[[ DATASET EXTRACT, beginning ]]

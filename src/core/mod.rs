//! Geometric value types.
//!
//! - [`Point`]: integer coordinate pair
//! - [`Line`]: unordered segment between two points
//! - [`Rectangle`]: axis-aligned rectangle with cached canonical corners
//! - [`RectangleKey`]: dedup key derived from canonical corners
//! - [`RectangleRecord`]: serialized rectangle shape

mod line;
mod point;
mod rectangle;

pub use line::Line;
pub use point::Point;
pub use rectangle::{HASH_FACTOR, HASH_SEED, Rectangle, RectangleKey, RectangleRecord};
//! Error types for Chaturbhuj

use crate::config::ConfigLoadError;

/// Result type alias
pub type Result<T> = std::result::Result<T, Error>;

/// Chaturbhuj error types
///
/// Detection itself never fails; these cover the file boundary, record
/// decoding and thread pool setup.
#[derive(Debug, thiserror::Error)]
pub enum Error {
    /// I/O error
    #[error("I/O error: {0}")]
    Io(#[from] std::io::Error),

    /// JSON encode/decode error
    #[error("JSON error: {0}")]
    Json(#[from] serde_json::Error),

    /// Corners that do not form an axis-aligned rectangle
    #[error("Invalid rectangle: {0}")]
    InvalidRectangle(String),

    /// Dedicated worker pool could not be created
    #[error("Thread pool error: {0}")]
    ThreadPool(#[from] rayon::ThreadPoolBuildError),

    /// Configuration could not be loaded
    #[error("Configuration error: {0}")]
    Config(#[from] ConfigLoadError),
}
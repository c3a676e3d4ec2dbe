//! Detection pipeline orchestration.

use std::time::Instant;

use serde::{Deserialize, Serialize};

use super::Execution;
use super::dedup::{dedup_points, dedup_rectangles};
use super::grouping::group_by_y;
use super::lines::generate_lines;
use super::matcher::{bucket_lines, find_matches, merge_matches};
use crate::core::{Point, Rectangle};
use crate::error::Result;

/// Detection settings.
#[derive(Clone, Debug, Serialize, Deserialize)]
pub struct DetectionConfig {
    /// Run line generation and matching on rayon workers.
    #[serde(default = "default_parallel")]
    pub parallel: bool,

    /// Worker count for a dedicated pool (0 = shared global pool).
    #[serde(default)]
    pub num_threads: usize,
}

fn default_parallel() -> bool {
    true
}

impl Default for DetectionConfig {
    fn default() -> Self {
        Self {
            parallel: default_parallel(),
            num_threads: 0,
        }
    }
}

impl DetectionConfig {
    /// Sequential execution, no worker threads.
    pub fn sequential() -> Self {
        Self {
            parallel: false,
            num_threads: 0,
        }
    }

    /// Parallel execution on a dedicated pool of `num_threads` workers.
    pub fn with_threads(num_threads: usize) -> Self {
        Self {
            parallel: true,
            num_threads,
        }
    }

    /// Scheduling mode for the parallel stages.
    pub fn execution(&self) -> Execution {
        if self.parallel {
            Execution::Parallel
        } else {
            Execution::Sequential
        }
    }
}

/// Stage timings for a single detection (all times in microseconds).
#[derive(Debug, Clone, Default)]
pub struct TimingBreakdown {
    /// Time spent collapsing duplicate points (µs).
    pub point_dedup_us: u64,
    /// Time spent grouping points by Y (µs).
    pub grouping_us: u64,
    /// Time spent generating lines (µs).
    pub line_generation_us: u64,
    /// Time spent matching lines into rectangles (µs).
    pub matching_us: u64,
    /// Time spent on the final rectangle dedup (µs).
    pub rect_dedup_us: u64,
    /// Total detection time (µs).
    pub total_us: u64,
}

/// Counts collected along the pipeline.
#[derive(Debug, Clone, Default, PartialEq, Eq)]
pub struct DetectionStats {
    /// Points given to the detector
    pub input_points: usize,
    /// Points left after dedup
    pub unique_points: usize,
    /// Distinct Y values among unique points
    pub y_levels: usize,
    /// Horizontal lines generated
    pub lines: usize,
    /// Line pairs that matched, before any dedup
    pub raw_matches: usize,
    /// Rectangles in the final result
    pub rectangles: usize,
}

/// Output of [`RectangleDetector::detect`].
#[derive(Debug, Clone, Default)]
pub struct DetectionResult {
    /// Unique rectangles
    pub rectangles: Vec<Rectangle>,
    /// Stage counts
    pub stats: DetectionStats,
    /// Stage timings
    pub timing: TimingBreakdown,
}

/// Rectangle detector with configurable scheduling.
///
/// # Example
///
/// ```rust
/// use chaturbhuj::{DetectionConfig, Point, RectangleDetector};
///
/// let detector = RectangleDetector::new(DetectionConfig::default()).unwrap();
/// let points = [
///     Point::new(0, 0),
///     Point::new(0, 1),
///     Point::new(1, 0),
///     Point::new(1, 1),
/// ];
/// let result = detector.detect(&points);
/// assert_eq!(result.rectangles.len(), 1);
/// ```
#[derive(Debug)]
pub struct RectangleDetector {
    config: DetectionConfig,
    pool: Option<rayon::ThreadPool>,
}

impl RectangleDetector {
    /// Create a detector, building a dedicated pool if `num_threads > 0`.
    pub fn new(config: DetectionConfig) -> Result<Self> {
        let pool = if config.parallel && config.num_threads > 0 {
            let pool = rayon::ThreadPoolBuilder::new()
                .num_threads(config.num_threads)
                .thread_name(|i| format!("chaturbhuj-{}", i))
                .build()?;
            log::debug!("Built dedicated pool with {} workers", config.num_threads);
            Some(pool)
        } else {
            None
        };

        Ok(Self { config, pool })
    }

    /// Number of workers the parallel stages run on.
    pub fn worker_count(&self) -> usize {
        match (&self.pool, self.config.parallel) {
            (_, false) => 1,
            (Some(pool), true) => pool.current_num_threads(),
            (None, true) => rayon::current_num_threads(),
        }
    }

    /// Find every distinct axis-aligned rectangle with all four corners in `points`.
    pub fn detect(&self, points: &[Point]) -> DetectionResult {
        match &self.pool {
            Some(pool) => pool.install(|| self.run(points)),
            None => self.run(points),
        }
    }

    fn run(&self, points: &[Point]) -> DetectionResult {
        let execution = self.config.execution();
        let mut stats = DetectionStats {
            input_points: points.len(),
            ..Default::default()
        };
        let mut timing = TimingBreakdown::default();
        let start = Instant::now();

        let t = Instant::now();
        let unique = dedup_points(points);
        timing.point_dedup_us = t.elapsed().as_micros() as u64;
        stats.unique_points = unique.len();

        let t = Instant::now();
        let buckets = group_by_y(&unique);
        timing.grouping_us = t.elapsed().as_micros() as u64;
        stats.y_levels = buckets.len();

        log::debug!(
            "Points: {} input, {} unique, {} Y levels",
            stats.input_points,
            stats.unique_points,
            stats.y_levels
        );

        let t = Instant::now();
        let lines = generate_lines(&buckets, execution);
        timing.line_generation_us = t.elapsed().as_micros() as u64;
        stats.lines = lines.len();
        log::debug!(
            "Generated {} lines in {}µs",
            stats.lines,
            timing.line_generation_us
        );

        let t = Instant::now();
        let levels = bucket_lines(&lines);
        drop(lines);
        let per_level = find_matches(&levels, execution);
        stats.raw_matches = per_level.iter().map(Vec::len).sum();
        let matched = merge_matches(per_level);
        timing.matching_us = t.elapsed().as_micros() as u64;
        log::debug!(
            "Matched {} line pairs across {} levels in {}µs",
            stats.raw_matches,
            levels.len(),
            timing.matching_us
        );

        let t = Instant::now();
        let rectangles = dedup_rectangles(matched);
        timing.rect_dedup_us = t.elapsed().as_micros() as u64;
        stats.rectangles = rectangles.len();

        timing.total_us = start.elapsed().as_micros() as u64;
        log::info!(
            "Found {} rectangles from {} points in {}µs",
            stats.rectangles,
            stats.unique_points,
            timing.total_us
        );

        DetectionResult {
            rectangles,
            stats,
            timing,
        }
    }
}

/// Find every distinct axis-aligned rectangle with all four corners in `points`.
///
/// Duplicates in the input are ignored and empty input yields an empty result.
/// Runs the parallel stages on the global rayon pool.
pub fn find_rectangles(points: &[Point]) -> Vec<Rectangle> {
    let detector = RectangleDetector {
        config: DetectionConfig::default(),
        pool: None,
    };
    detector.run(points).rectangles
}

[[ DATASET EXTRACT, end ]]

**TASK STATEMENT**
Among the lines above, which ones include the word "axis"? Copy them.

**EXERCISE RESPONSE**
//! - [`Rectangle`]: axis-aligned rectangle with cached canonical corners
    /// Corners that do not form an axis-aligned rectangle
    /// Find every distinct axis-aligned rectangle with all four corners in `points`.
/// Find every distinct axis-aligned rectangle with all four corners in `points`.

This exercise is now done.